So, you want to get into iOS development? I was in your shoes on January 27th, 2010, when Apple first announced the iPad. Literally as soon as the conference was over, I knew that I wanted to learn how to create apps for the iPad. I signed up on the Apple Developer website and paid my $99 annual fee. But then, I realized that I did not know where to begin. A large variety of instructional books or videos did not exist, especially since the iPad had not yet been released. I had previous programming experience—however, I had no idea how to write Objective-C (the original programming language for iOS). Therefore, I had to teach myself the basics. In this book, we will learn together what it takes to become an iOS developer.
If you are new to programming, take your time. You should understand the lessons in one chapter before moving on to the next chapter. These important skills will set you up with a solid foundation in iOS development.
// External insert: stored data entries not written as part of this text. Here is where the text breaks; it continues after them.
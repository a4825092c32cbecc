use std::{fmt, str::FromStr};

use chrono::{Datelike, NaiveDate};
use thiserror::Error;

#[derive(Debug, Clone, Copy, PartialEq, Eq)]
pub enum ArticleCategory {
    Nutrition,
    Movement,
    Sleep,
    Care,
}

impl ArticleCategory {
    pub const ALL: [ArticleCategory; 4] = [Self::Nutrition, Self::Movement, Self::Sleep, Self::Care];

    pub fn slug(&self) -> &'static str {
        match self {
            Self::Nutrition => "nutrisi",
            Self::Movement => "gerak",
            Self::Sleep => "tidur",
            Self::Care => "perawatan",
        }
    }
}

impl fmt::Display for ArticleCategory {
    fn fmt(&self, f: &mut fmt::Formatter<'_>) -> fmt::Result {
        write!(f, "{}", self.slug())
    }
}

#[derive(Debug, Error, PartialEq, Eq)]
#[error("Unknown category \"{0}\". Use all, nutrisi, gerak, tidur or perawatan.")]
pub struct UnknownCategory(String);

/// Category selector where `all` matches every article.
#[derive(Debug, Default, Clone, Copy, PartialEq, Eq)]
pub enum CategoryFilter {
    #[default]
    All,
    Only(ArticleCategory),
}

impl CategoryFilter {
    fn matches(&self, category: ArticleCategory) -> bool {
        match self {
            Self::All => true,
            Self::Only(only) => *only == category,
        }
    }
}

impl FromStr for CategoryFilter {
    type Err = UnknownCategory;

    fn from_str(s: &str) -> Result<Self, Self::Err> {
        let s = s.trim().to_lowercase();
        if s.is_empty() || s == "all" {
            return Ok(Self::All);
        }

        ArticleCategory::ALL
            .into_iter()
            .find(|category| category.slug() == s)
            .map(Self::Only)
            .ok_or(UnknownCategory(s))
    }
}

#[derive(Debug, PartialEq, Eq)]
pub struct Article {
    pub id: &'static str,
    pub title: &'static str,
    pub category: ArticleCategory,
    pub content: &'static str,
}

impl Article {
    fn mentions(&self, term: &str) -> bool {
        self.title.to_lowercase().contains(term) || self.content.to_lowercase().contains(term)
    }
}

pub static ARTICLES: [Article; 4] = [
    Article {
        id: "1",
        title: "Manfaat Konsumsi Air Putih Cukup",
        category: ArticleCategory::Nutrition,
        content: "Cukupan asupan air putih memegang peranan krusial bagi optimalnya fungsi tubuh secara menyeluruh, jauh melampaui sekadar pelepas dahaga. Dengan terhidrasi dengan baik, Anda membantu menjaga keseimbangan cairan tubuh yang vital untuk transportasi nutrisi, pengaturan suhu tubuh, dan pelumas sendi. Konsumsi air yang cukup juga mendukung fungsi kognitif yang optimal, meningkatkan konsentrasi, daya ingat, dan suasana hati, serta mencegah kelelahan. Minum air putih yang cukup setiap hari adalah investasi sederhana untuk kesehatan jangka panjang.",
    },
    Article {
        id: "2",
        title: "Panduan Olahraga Ringan di Rumah",
        category: ArticleCategory::Movement,
        content: "Olahraga ringan di rumah adalah cara yang bagus untuk menjaga kebugaran tanpa perlu peralatan mahal atau pergi ke gym. Mulailah dengan pemanasan 5-10 menit seperti jalan di tempat atau peregangan dinamis. Kemudian, lakukan gerakan sederhana seperti squat, lunges, push-up, plank, dan jumping jack, masing-masing 10-15 repetisi, ulangi 2-3 set. Akhiri dengan peregangan statis. Konsistensi adalah kunci, jadi usahakan berolahraga 3-4 kali seminggu.",
    },
    Article {
        id: "3",
        title: "Tips Meningkatkan Kualitas Tidur Anda",
        category: ArticleCategory::Sleep,
        content: "Tidur yang berkualitas penting untuk kesehatan fisik dan mental. Jaga jadwal tidur yang teratur, bahkan di akhir pekan, dan ciptakan kamar tidur yang gelap, tenang, dan sejuk. Hindari kafein dan alkohol menjelang waktu tidur, serta batasi paparan layar gawai setidaknya satu jam sebelum tidur. Aktivitas relaksasi seperti membaca buku atau mandi air hangat juga membantu tidur nyenyak.",
    },
    Article {
        id: "4",
        title: "Kebersihan Diri dan Lingkungan",
        category: ArticleCategory::Care,
        content: "Kesehatan optimal berakar pada kebersihan diri maupun lingkungan. Mencuci tangan dengan sabun, mandi teratur, dan menjaga kebersihan mulut melindungi kita dari kuman dan infeksi. Menjaga kebersihan rumah, mengelola sampah, dan membersihkan area lembap seperti kamar mandi mencegah penumpukan bakteri, virus, dan hama.",
    },
];

const DAILY_TIPS: [&str; 5] = [
    "Minumlah setidaknya 8 gelas air putih setiap hari.",
    "Luangkan 30 menit untuk bergerak aktif hari ini.",
    "Tidur 7-9 jam setiap malam membantu tubuh pulih.",
    "Perbanyak sayur dan buah di setiap waktu makan.",
    "Cuci tangan dengan sabun sebelum makan.",
];

pub fn find(id: &str) -> Option<&'static Article> {
    ARTICLES.iter().find(|article| article.id == id.trim())
}

/// Articles in `category` whose title or content contains `search`, ignoring case.
/// An empty search matches everything.
pub fn filter(category: CategoryFilter, search: &str) -> Vec<&'static Article> {
    let term = search.trim().to_lowercase();
    ARTICLES
        .iter()
        .filter(|article| category.matches(article.category))
        .filter(|article| term.is_empty() || article.mentions(&term))
        .collect()
}

/// Tip of the day, rotating through the tip list by calendar date.
pub fn daily_tip(date: NaiveDate) -> &'static str {
    let index = date.num_days_from_ce().rem_euclid(DAILY_TIPS.len() as i32) as usize;
    DAILY_TIPS[index]
}

#[cfg(test)]
mod tests {
    use super::*;
    use crate::test_utils::today;

    fn ids(articles: Vec<&Article>) -> Vec<&str> {
        articles.into_iter().map(|article| article.id).collect()
    }

    #[test]
    fn all_filter_matches_every_article() {
        assert_eq!(ids(filter(CategoryFilter::All, "")), vec!["1", "2", "3", "4"]);
    }

    #[test]
    fn category_filter_narrows_results() {
        let filter_by: CategoryFilter = "tidur".parse().unwrap();

        assert_eq!(ids(filter(filter_by, "")), vec!["3"]);
    }

    #[test]
    fn search_is_case_insensitive_over_title_and_content() {
        assert_eq!(ids(filter(CategoryFilter::All, "OLAHRAGA")), vec!["2"]);
        assert_eq!(ids(filter(CategoryFilter::All, "kafein")), vec!["3"]);
    }

    #[test]
    fn category_and_search_combine() {
        let nutrition = CategoryFilter::Only(ArticleCategory::Nutrition);

        assert!(filter(nutrition, "kafein").is_empty());
    }

    #[test]
    fn parses_category_filters() {
        assert_eq!("ALL".parse(), Ok(CategoryFilter::All));
        assert_eq!("".parse(), Ok(CategoryFilter::All));
        assert_eq!(
            " Perawatan ".parse(),
            Ok(CategoryFilter::Only(ArticleCategory::Care))
        );
        assert_eq!(
            "gizi".parse::<CategoryFilter>(),
            Err(UnknownCategory("gizi".to_string()))
        );
    }

    #[test]
    fn finds_article_by_id() {
        assert_eq!(find("2").map(|a| a.title), Some("Panduan Olahraga Ringan di Rumah"));
        assert!(find("9").is_none());
    }

    #[test]
    fn daily_tip_is_stable_within_a_day_and_rotates() {
        let tomorrow = today().succ_opt().unwrap();

        assert_eq!(daily_tip(today()), daily_tip(today()));
        assert_ne!(daily_tip(today()), daily_tip(tomorrow));
    }
}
If you have previous programming experience, you should still review the earlier chapters, as they will be a refresher for you.
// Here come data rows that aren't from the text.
use std::collections::HashMap;

use async_trait::async_trait;
use serde::{Serialize, de::DeserializeOwned};
use tokio::sync::RwLock;

/// String-keyed store of JSON-encoded values. Each key is an independent entry,
/// last write wins.
#[async_trait]
pub trait KeyValueStore: Send + Sync {
    async fn get(&self, key: &str) -> anyhow::Result<Option<String>>;
    async fn set(&self, key: &str, value: String) -> anyhow::Result<()>;
}

/// Reads and decodes `key`. Missing, unreadable or malformed values fall back to
/// `T::default()`.
pub async fn read_or_default<T>(store: &dyn KeyValueStore, key: &str) -> T
where
    T: DeserializeOwned + Default,
{
    match store.get(key).await {
        Ok(Some(raw)) => serde_json::from_str(&raw).unwrap_or_else(|error| {
            log::warn!("Malformed value under key, using default. [key = {key}, error = {error}]");
            T::default()
        }),
        Ok(None) => T::default(),
        Err(error) => {
            log::warn!("Could not read key, using default. [key = {key}, error = {error}]");
            T::default()
        }
    }
}

pub async fn write_value<T>(store: &dyn KeyValueStore, key: &str, value: &T) -> anyhow::Result<()>
where
    T: Serialize + ?Sized,
{
    let raw = serde_json::to_string(value)?;
    store.set(key, raw).await
}

#[derive(Default)]
pub struct InMemoryStore {
    entries: RwLock<HashMap<String, String>>,
}

impl InMemoryStore {
    pub fn new() -> Self {
        Self::default()
    }
}

#[async_trait]
impl KeyValueStore for InMemoryStore {
    async fn get(&self, key: &str) -> anyhow::Result<Option<String>> {
        let entries = self.entries.read().await;
        Ok(entries.get(key).cloned())
    }

    async fn set(&self, key: &str, value: String) -> anyhow::Result<()> {
        let mut entries = self.entries.write().await;
        entries.insert(key.to_string(), value);
        Ok(())
    }
}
Throughout this book, we will work in Xcode, specifically Xcode 8 (and Swift 3, which we will tackle later in the book). Xcode is known as an Integrated Development Environment (IDE). Using Xcode gives us everything we will need in order to build apps for iOS, tvOS, macOS (formerly, OS X), and watchOS. In this chapter, we will explore Xcode in order to help you get more comfortable using it. If you are not on Xcode 8, make sure to update Xcode, as the code in this book will not run properly otherwise.
Our focus in this book will be to create a universal iOS app (an app for both the iPhone and iPad). The best way to do this is to create a project to familiarize yourself with where everything is and how to find what you need. So, let's first download and install Xcode.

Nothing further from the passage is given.